**Work instructions**
Could you repeat the entries below word for word, leaving nothing out?

**Given information**
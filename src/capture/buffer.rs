//! Bounded mono sample window shared between the audio callback and the frame loop.

use std::collections::VecDeque;

/// Most recent mono samples, capped at a fixed window length.
#[derive(Debug)]
pub struct SampleBuffer {
    samples: VecDeque<f32>,
    capacity: usize,
}

impl SampleBuffer {
    pub fn new(capacity: usize) -> Self {
        Self {
            samples: VecDeque::with_capacity(capacity),
            capacity,
        }
    }

    /// Downmixes interleaved frames to mono by averaging channels and appends them.
    ///
    /// Older samples fall off the front once the window is full.
    pub fn push_interleaved<T>(&mut self, data: &[T], channels: usize)
    where
        T: cpal::Sample,
        f32: cpal::FromSample<T>,
    {
        let channels = channels.max(1);
        for frame in data.chunks_exact(channels) {
            let sum: f32 = frame.iter().map(|&s| s.to_sample::<f32>()).sum();
            self.push(sum / channels as f32);
        }
    }

    fn push(&mut self, sample: f32) {
        if self.capacity == 0 {
            return;
        }
        if self.samples.len() == self.capacity {
            self.samples.pop_front();
        }
        self.samples.push_back(sample);
    }

    /// Copies the current window into `out`, oldest first.
    pub fn copy_into(&self, out: &mut Vec<f32>) {
        out.clear();
        out.extend(self.samples.iter().copied());
    }
}
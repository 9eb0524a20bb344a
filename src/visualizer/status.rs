//! Session status shown to the user while the visualizer runs.

use std::time::{Duration, Instant};

use crate::capture::CaptureError;

/// Lifecycle of one capture session, as surfaced to the user.
#[derive(Debug, Clone, PartialEq, Eq)]
pub enum SessionStatus {
    /// Waiting for the microphone to open
    Requesting,
    /// Capture running; the message fades after a fixed delay
    Listening { since: Instant },
    /// Acquisition failed; the render loop never starts
    Error(String),
}

impl SessionStatus {
    pub fn listening(now: Instant) -> Self {
        Self::Listening { since: now }
    }

    pub fn from_capture_error(err: &CaptureError) -> Self {
        Self::Error(err.to_string())
    }

    /// Text shown in the status line.
    pub fn message(&self) -> String {
        match self {
            Self::Requesting => "Requesting microphone access...".to_string(),
            Self::Listening { .. } => "Listening to microphone...".to_string(),
            Self::Error(reason) => {
                format!("Error: {reason}. Please allow microphone access and try again.")
            }
        }
    }

    /// Whether the status line should still be drawn at `now`.
    ///
    /// Only the listening message is ever dismissed.
    pub fn is_visible(&self, now: Instant, dismiss_after: Duration) -> bool {
        match self {
            Self::Listening { since } => now.saturating_duration_since(*since) < dismiss_after,
            Self::Requesting | Self::Error(_) => true,
        }
    }

    pub fn is_error(&self) -> bool {
        matches!(self, Self::Error(_))
    }
}

#[cfg(test)]
mod tests {
    use super::*;

    #[test]
    fn test_listening_is_dismissed_after_delay() {
        let start = Instant::now();
        let status = SessionStatus::listening(start);
        let delay = Duration::from_millis(3000);

        assert!(status.is_visible(start, delay));
        assert!(status.is_visible(start + Duration::from_millis(2999), delay));
        assert!(!status.is_visible(start + Duration::from_millis(3000), delay));
    }

    #[test]
    fn test_requesting_and_error_stay_visible() {
        let start = Instant::now();
        let later = start + Duration::from_secs(3600);
        let delay = Duration::from_millis(3000);

        assert!(SessionStatus::Requesting.is_visible(later, delay));
        assert!(SessionStatus::Error("boom".into()).is_visible(later, delay));
    }

    #[test]
    fn test_error_message_from_capture_failure() {
        let status = SessionStatus::from_capture_error(&CaptureError::NoDevice);
        assert!(status.is_error());
        assert_eq!(
            status.message(),
            "Error: No audio input device available. Please allow microphone access and try again."
        );
    }

    #[test]
    fn test_messages() {
        assert_eq!(
            SessionStatus::Requesting.message(),
            "Requesting microphone access..."
        );
        assert_eq!(
            SessionStatus::listening(Instant::now()).message(),
            "Listening to microphone..."
        );
    }
}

**Response area**
filename src/capture/buffer.rs
//! Bounded mono sample window shared between the audio callback and the frame loop.

use std::collections::VecDeque;

/// Most recent mono samples, capped at a fixed window length.
#[derive(Debug)]
pub struct SampleBuffer {
    samples: VecDeque<f32>,
    capacity: usize,
}

impl SampleBuffer {
    pub fn new(capacity: usize) -> Self {
        Self {
            samples: VecDeque::with_capacity(capacity),
            capacity,
        }
    }

    /// Downmixes interleaved frames to mono by averaging channels and appends them.
    ///
    /// Older samples fall off the front once the window is full.
    pub fn push_interleaved<T>(&mut self, data: &[T], channels: usize)
    where
        T: cpal::Sample,
        f32: cpal::FromSample<T>,
    {
        let channels = channels.max(1);
        for frame in data.chunks_exact(channels) {
            let sum: f32 = frame.iter().map(|&s| s.to_sample::<f32>()).sum();
            self.push(sum / channels as f32);
        }
    }

    fn push(&mut self, sample: f32) {
        if self.capacity == 0 {
            return;
        }
        if self.samples.len() == self.capacity {
            self.samples.pop_front();
        }
        self.samples.push_back(sample);
    }

    /// Copies the current window into `out`, oldest first.
    pub fn copy_into(&self, out: &mut Vec<f32>) {
        out.clear();
        out.extend(self.samples.iter().copied());
    }
}
repository 9eb0524a20bb344a
filename src/visualizer/status.rs
//! Session status shown to the user while the visualizer runs.

use std::time::{Duration, Instant};

use crate::capture::CaptureError;

/// Lifecycle of one capture session, as surfaced to the user.
#[derive(Debug, Clone, PartialEq, Eq)]
pub enum SessionStatus {
    /// Waiting for the microphone to open
    Requesting,
    /// Capture running; the message fades after a fixed delay
    Listening { since: Instant },
    /// Acquisition failed; the render loop never starts
    Error(String),
}

impl SessionStatus {
    pub fn listening(now: Instant) -> Self {
        Self::Listening { since: now }
    }

    pub fn from_capture_error(err: &CaptureError) -> Self {
        Self::Error(err.to_string())
    }

    /// Text shown in the status line.
    pub fn message(&self) -> String {
        match self {
            Self::Requesting => "Requesting microphone access...".to_string(),
            Self::Listening { .. } => "Listening to microphone...".to_string(),
            Self::Error(reason) => {
                format!("Error: {reason}. Please allow microphone access and try again.")
            }
        }
    }

    /// Whether the status line should still be drawn at `now`.
    ///
    /// Only the listening message is ever dismissed.
    pub fn is_visible(&self, now: Instant, dismiss_after: Duration) -> bool {
        match self {
            Self::Listening { since } => now.saturating_duration_since(*since) < dismiss_after,
            Self::Requesting | Self::Error(_) => true,
        }
    }

    pub fn is_error(&self) -> bool {
        matches!(self, Self::Error(_))
    }
}

#[cfg(test)]
mod tests {
    use super::*;

    #[test]
    fn test_listening_is_dismissed_after_delay() {
        let start = Instant::now();
        let status = SessionStatus::listening(start);
        let delay = Duration::from_millis(3000);

        assert!(status.is_visible(start, delay));
        assert!(status.is_visible(start + Duration::from_millis(2999), delay));
        assert!(!status.is_visible(start + Duration::from_millis(3000), delay));
    }

    #[test]
    fn test_requesting_and_error_stay_visible() {
        let start = Instant::now();
        let later = start + Duration::from_secs(3600);
        let delay = Duration::from_millis(3000);

        assert!(SessionStatus::Requesting.is_visible(later, delay));
        assert!(SessionStatus::Error("boom".into()).is_visible(later, delay));
    }

    #[test]
    fn test_error_message_from_capture_failure() {
        let status = SessionStatus::from_capture_error(&CaptureError::NoDevice);
        assert!(status.is_error());
        assert_eq!(
            status.message(),
            "Error: No audio input device available. Please allow microphone access and try again."
        );
    }

    #[test]
    fn test_messages() {
        assert_eq!(
            SessionStatus::Requesting.message(),
            "Requesting microphone access..."
        );
        assert_eq!(
            SessionStatus::listening(Instant::now()).message(),
            "Listening to microphone..."
        );
    }
}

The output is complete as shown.